On 1 October 2013, the Patents County Court (PCC) of England and Wales was renamed the "Intellectual Property Enterprise Court" (IPEC).
The change was made to reflect the Court's jurisdiction more accurately. As the new name suggests, a wide range of intellectual property matters (i.e. those concerning patents, trade marks, registered designs, unregistered designs, copyright, passing off etc.) can be heard before the IPEC.
The inaugural judgment of the IPEC, by an "Enterprise Judge", in Bocacina Ltd v Boca Cafes Ltd & Ors  EWHC 3090 (IPEC) has recently been published (available here).
The case concerns a classic 'passing off' scenario. The claimant, Bocacina, operates a bar/restaurant and gallery in the centre of Bristol, under the name "Bocabar", serving a range of food and drink, including tapas and breakfasts. Bocabar is sometimes referred to by its clientele as "Boca".
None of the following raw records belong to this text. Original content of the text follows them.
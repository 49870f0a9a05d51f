//! Row extraction and normalization.
//!
//! Given a classified sheet and its [`HeaderLayout`](clarity_map::HeaderLayout),
//! produces a [`NormalizedTable`](clarity_model::NormalizedTable): one row per
//! data row, keyed by canonical column, with blank markers nulled and subject
//! identifiers normalized.

#![deny(unsafe_code)]

mod extract;

pub mod normalization;

pub use extract::{Extraction, extract_rows};
pub use normalization::{NA_MARKERS, is_na_marker, normalize_subject_id, nullify_blank};
//! Configuration directory resolution.

use std::path::PathBuf;

/// Environment variable for overriding the embedded registry.
pub const CONFIG_ENV_VAR: &str = "CLARITY_CONFIG_DIR";

/// File name of the registry inside a configuration directory.
pub const REGISTRY_FILE: &str = "registry.toml";

/// Directory holding one synonym file per dataset type.
pub const COLUMNS_DIR: &str = "columns";

/// Returns the override directory from `CLARITY_CONFIG_DIR`, if set.
pub fn config_dir_from_env() -> Option<PathBuf> {
    std::env::var_os(CONFIG_ENV_VAR)
        .filter(|value| !value.is_empty())
        .map(PathBuf::from)
}
#![deny(unsafe_code)]

use std::fmt;

use crate::ModelError;

/// Registry identifier of a dataset type (e.g. `raw_lab_issues`).
#[derive(
    Debug, Clone, PartialEq, Eq, PartialOrd, Ord, Hash, serde::Serialize, serde::Deserialize,
)]
#[serde(transparent)]
pub struct DatasetId(String);

impl DatasetId {
    pub fn new(value: impl Into<String>) -> Result<Self, ModelError> {
        let value = value.into();
        let trimmed = value.trim();
        if trimmed.is_empty() {
            return Err(ModelError::InvalidDatasetId(value));
        }
        Ok(Self(trimmed.to_string()))
    }

    pub fn as_str(&self) -> &str {
        &self.0
    }
}

impl fmt::Display for DatasetId {
    fn fmt(&self, f: &mut fmt::Formatter<'_>) -> fmt::Result {
        f.write_str(&self.0)
    }
}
Bocabar opened in 2005 and has used the name ever since. It has been a successful business and the evidence suggested that Bocabar was widely known in Bristol, particularly in the immediate vicinity. There had also been substantial local advertising and considerable press exposure, including reviews in local guides, newspapers and websites.
The defendants opened "the Boca Bistro Café" in 2012. The Boca Bistro Café is also in Bristol, approximately 3 miles from the Bocabar. Although it has a Portuguese theme, it also serves food and drink, including similar food to that on offer at the Bocabar (including, the "Big Boca Breakfast").
In January 2012, the defendants successfully registered a UK trade mark for BOCA BISTRO CAFE, for café and restaurant services in class 43.
The IPEC was asked to determine whether the defendants' actions constituted passing off and also whether the defendants' UK registered trade mark should be declared invalid.
Key elements of passing off
The necessary elements of an action in passing off are:
(i) the claimant's goods/services must have acquired a goodwill and reputation in the market and be known by some distinguishing feature (e.g. a brand name or logo);
(ii) there is some form of misrepresentation by the defendant (whether or not intentional) leading or likely to lead the public to believe that the goods or services offered by the defendant are the goods or services of the claimant; and
(iii) the claimant has suffered or is likely to suffer damage as a result of the erroneous belief resulting from the defendant's misrepresentation.
The IPEC held that Bocacina had a significant, but substantially local, goodwill centred on Bristol and the surrounding area, attaching to the mark "Bocabar" and, to a lesser extent, "Boca". It was clear from the advertising and press reports submitted as evidence, that many thousands of people in Bristol would have heard of Bocabar and possibly had eaten or drunk there. Given the city-wide circulation of such advertising and press reports, it was found that the goodwill extended to Bristol and beyond.
Considering the similarity of the names of the businesses, their proximity and the similarity of the type of food and services offered, it was found that there was a likelihood that a significant number of people would be confused into thinking that the two businesses were associated. The evidence included a number of instances of actual confusion, where individuals had thought that the Boca Bistro Café was another business owned by the claimant. The IPEC held that the defendants had made a misrepresentation that their business or their goods or services were those of the claimant, or someone connected with it.
The IPEC held that where there is goodwill and misrepresentation, damage will necessarily follow. The claim for passing off was therefore successful.
The IPEC also held that the trade mark registration for BOCA BISTRO CAFÉ was invalid under section 5(4) of the Trade Marks Act 1994. As a result of the successful passing off claim, this was inevitable.
The first decision of the IPEC may not be a game changer. However, it is a useful reminder of the key principles of the law of passing off, as well as a demonstrating that registered trade marks are not infallible and can always be challenged post registration.